Today I’m going to show you how to make an easy baby blanket using upcycled t-shirts. It’s a fun and simple homemade baby gift idea, and a great way to recycle some awesome t-shirts that you’re not quite ready to get rid of!
I don’t know about you, but sometimes I get attached to old t-shirts. Sometimes it’s a t-shirt that my son wore every day or one that is a souvenir from a favorite trip. Either way, I hate to get rid of them when they’ve got a bit of sentimental value. Today as a part of my series on sewing with knits, I’m going to show you how to upcycle a t-shirt into a baby blanket!
Upcycled T-Shirt Baby Blanket Patterns:
I can see this project being made from a wide variety of t-shirts, from favorite sports team shirts to race t-shirts to t-shirts that are travel souvenirs. Since the shirts are soft they are perfect to up-cycle into knit receiving blankets.
This project is made from a few of my son’s favorite Star Wars t-shirts. We don’t have a particular baby in mind for this blanket, but I thought that the Star Wars theme would be universal enough that it might make a fun gift.
The blanket is made from a combination of old t-shirts and purchased knit fabric. If you’re new to sewing with knits check out this post on “how to sew with knit fabrics” and if you’ve never shopped for knit fabrics before make sure you check out this post on “how to shop for knit fabrics”.
To make one you’re going to need:
Up to 9 t-shirts that can be cut into 12″ x 12″ squares. I used the front and back of two t-shirts. You can use just one if you want.. it’s up to you.
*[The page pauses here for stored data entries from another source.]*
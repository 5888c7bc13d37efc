//! Fetch client shared by every source adapter.
//!
//! A page is fetched with one [`FetchStrategy`] at a time; adapters hand a
//! strategy chain to [`Fetcher::fetch_with_fallback`], which moves on to the
//! next strategy only when the failure says the site is pushing back
//! (blocked status, challenge page, strategy not available).
//!
//! ```text
//! http ──blocked──▶ stealth ──blocked──▶ browser
//! ```

pub mod blocked;
pub mod browser;
pub mod config;
pub mod headers;
pub mod http_fetcher;

pub use blocked::BlockDetector;
pub use browser::{ChromeRenderer, Renderer};
pub use config::{BrowserConfig, FetchConfig};
pub use http_fetcher::HttpFetcher;

use std::fmt;

use async_trait::async_trait;
use serde::{Deserialize, Serialize};
use thiserror::Error;
use tracing::warn;

/// How a page gets fetched.
#[derive(Debug, Clone, Copy, PartialEq, Eq, Hash, Serialize, Deserialize)]
#[serde(rename_all = "lowercase")]
pub enum FetchStrategy {
    /// Plain HTTP session with a rotated browser-like header set.
    Http,
    /// Cookie-keeping session with a full browser header profile that warms
    /// up on the site root before the real request.
    Stealth,
    /// Headless browser render with JS execution.
    Browser,
}

impl fmt::Display for FetchStrategy {
    fn fmt(&self, f: &mut fmt::Formatter<'_>) -> fmt::Result {
        let s = match self {
            FetchStrategy::Http => "http",
            FetchStrategy::Stealth => "stealth",
            FetchStrategy::Browser => "browser",
        };
        f.write_str(s)
    }
}

/// A successfully fetched page.
#[derive(Debug, Clone)]
pub struct Document {
    /// Final URL after redirects
    pub url: String,
    pub status: u16,
    pub body: String,
    pub strategy: FetchStrategy,
}

/// Typed failure outcome of a fetch. Never a panic, never an untyped error.
#[derive(Debug, Clone, Error, PartialEq, Eq)]
pub enum FetchFailure {
    #[error("blocked with HTTP {status}")]
    Blocked { status: u16 },

    #[error("suspect page ({reason}, {bytes} bytes)")]
    Suspect { reason: String, bytes: usize },

    #[error("HTTP {status}")]
    Status { status: u16 },

    #[error("gave up after {attempts} attempts: {reason}")]
    Transient { attempts: u32, reason: String },

    #[error("strategy {0} is not available")]
    Unavailable(FetchStrategy),

    #[error("render failed: {0}")]
    Render(String),
}

impl FetchFailure {
    /// Whether the next strategy in a chain should be tried.
    pub fn allows_fallback(&self) -> bool {
        matches!(
            self,
            FetchFailure::Blocked { .. } | FetchFailure::Suspect { .. } | FetchFailure::Unavailable(_)
        )
    }
}

pub type FetchOutcome = std::result::Result<Document, FetchFailure>;

#[async_trait]
pub trait Fetcher: Send + Sync {
    /// Fetch a single URL with one strategy.
    async fn fetch(&self, url: &str, strategy: FetchStrategy) -> FetchOutcome;

    /// Walk a strategy chain until one succeeds or a failure ends the chain.
    async fn fetch_with_fallback(&self, url: &str, strategies: &[FetchStrategy]) -> FetchOutcome {
        let chain: &[FetchStrategy] = if strategies.is_empty() {
            &[FetchStrategy::Http]
        } else {
            strategies
        };

        let mut last = FetchFailure::Unavailable(chain[0]);
        for (i, strategy) in chain.iter().enumerate() {
            match self.fetch(url, *strategy).await {
                Ok(doc) => return Ok(doc),
                Err(failure) if failure.allows_fallback() => {
                    if let Some(next) = chain.get(i + 1) {
                        warn!(%url, %strategy, %next, error = %failure, "Falling back to next fetch strategy");
                    }
                    last = failure;
                }
                Err(failure) => return Err(failure),
            }
        }

        Err(last)
    }

    /// Release long-lived resources (browser processes).
    async fn shutdown(&self) {}
}


#[cfg(test)]
mod tests {
    use super::testing::FakeFetcher;
    use super::*;

    fn doc(strategy: FetchStrategy) -> FetchOutcome {
        Ok(Document {
            url: "https://x/".into(),
            status: 200,
            body: "ok".into(),
            strategy,
        })
    }

    #[tokio::test]
    async fn test_fallback_on_block() {
        let fetcher = FakeFetcher::new()
            .outcome("https://x/", FetchStrategy::Http, Err(FetchFailure::Blocked { status: 403 }))
            .outcome("https://x/", FetchStrategy::Stealth, doc(FetchStrategy::Stealth));

        let result = fetcher
            .fetch_with_fallback("https://x/", &[FetchStrategy::Http, FetchStrategy::Stealth])
            .await
            .unwrap();
        assert_eq!(result.strategy, FetchStrategy::Stealth);
        assert_eq!(fetcher.call_count(), 2);
    }

    #[tokio::test]
    async fn test_no_fallback_on_transient() {
        let fetcher = FakeFetcher::new()
            .outcome(
                "https://x/",
                FetchStrategy::Http,
                Err(FetchFailure::Transient {
                    attempts: 3,
                    reason: "HTTP 503".into(),
                }),
            )
            .outcome("https://x/", FetchStrategy::Browser, doc(FetchStrategy::Browser));

        let result = fetcher
            .fetch_with_fallback("https://x/", &[FetchStrategy::Http, FetchStrategy::Browser])
            .await;
        assert!(matches!(result, Err(FetchFailure::Transient { .. })));
        assert_eq!(fetcher.call_count(), 1);
    }

    #[tokio::test]
    async fn test_chain_exhaustion_returns_last_failure() {
        let fetcher = FakeFetcher::new()
            .outcome("https://x/", FetchStrategy::Http, Err(FetchFailure::Blocked { status: 403 }))
            .outcome(
                "https://x/",
                FetchStrategy::Browser,
                Err(FetchFailure::Unavailable(FetchStrategy::Browser)),
            );

        let result = fetcher
            .fetch_with_fallback("https://x/", &[FetchStrategy::Http, FetchStrategy::Browser])
            .await;
        assert_eq!(result.unwrap_err(), FetchFailure::Unavailable(FetchStrategy::Browser));
    }

    #[tokio::test]
    async fn test_empty_chain_uses_http() {
        let fetcher = FakeFetcher::new().page("https://x/", "body");
        let result = fetcher.fetch_with_fallback("https://x/", &[]).await.unwrap();
        assert_eq!(result.body, "body");
    }

    #[test]
    fn test_fallback_eligibility() {
        assert!(FetchFailure::Blocked { status: 401 }.allows_fallback());
        assert!(FetchFailure::Suspect {
            reason: "captcha".into(),
            bytes: 10
        }
        .allows_fallback());
        assert!(!FetchFailure::Status { status: 404 }.allows_fallback());
        assert!(!FetchFailure::Render("x".into()).allows_fallback());
    }
}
A Variety of Knit Fabrics for the patchwork on the front of the blanket. This blanket needs a total of 9 squares for the front. Decide how you want to mix and match the fabrics and t-shirts. My knits were all purchased from Girl Charlee.
1 1/4″ yards of Knit Fabric for the back of the blanket
1/2 yard of Ribbed Knit Fabric for the binding
Stretch or Jersey Needle for your machine
Cut the t-shirt into a 12″ x 12″ square with the “image” of your t-shirt in the center of the square. Just note that the size of t-shirts you are starting with will determine how well your image fits in the 12″ square. If you want you can increase the size of the squares you can, you will just have to adjust the size of the backing fabric to match. My t-shirts were are boys size M or L.
Cut 12″ x 12″ squares of knit fabric so that you have 9 squares in total.
Lay out the squares in a pattern that you like in 3 rows of 3 squares.
Pin the squares of the top row together.
Insert the stretch/jersey needle into your sewing machine. Install your walking foot. Set your stitch to a slight zig zag (about an offset of 1 or 2) and lengthen your stitch to 4 or 4 1/2.
Using a 1/2″ seam allowance stitch the 3 squares together.
Repeat for the 2nd and 3rd row of squares.
Stitch all 3 rows of squares together matching seams.
Cut your backing fabric to 38″ x 38″
Lay out your backing fabric on a flat surface, wrong side up. Make sure it’s smooth. Lay your sewn fabric squares on top with the right side up. Smooth out so that all layers are even. If your fabric is on a cutting mat, use your rotary cutter to trim the backing fabric so that it exactly the same size as the sewn pieces. If it’s not on a cutting mat, use scissors.
Using a plate, round off the 4 corners of the blanket.
Next, cut your rib knit fabric into 2″ long strips. The number of strips you need will depend on the width of your fabric. You need a total of 160″ of rib knit fabric to bind the blanket. Cut the strips then sew them together end to end to make one long strip of fabric.
Place several pins in the blanket. Pin the rib knit fabric to the right side of the blanket. Stitch it in place curving around the corners. Use a 1/2″ seam allowance and make sure you catch all the layers of fabric. It’s very important that for this step you use a walking foot (or dual feed foot). When you get back to the spot where you started, match the ends and stitch in place.
Turn the fabric to the back side of the blanket and turn it under 1/2″ so that the fold is extending about 1/8″ over the stitching line. Pin well.
On the front of the blanket, stitch the binding in place.
After you finish it will look a little wonky. To fix this steam the binding well with an iron until it “behaves” again.
It might take a bit of work to get used to it, but try it and soon you’ll be an expert!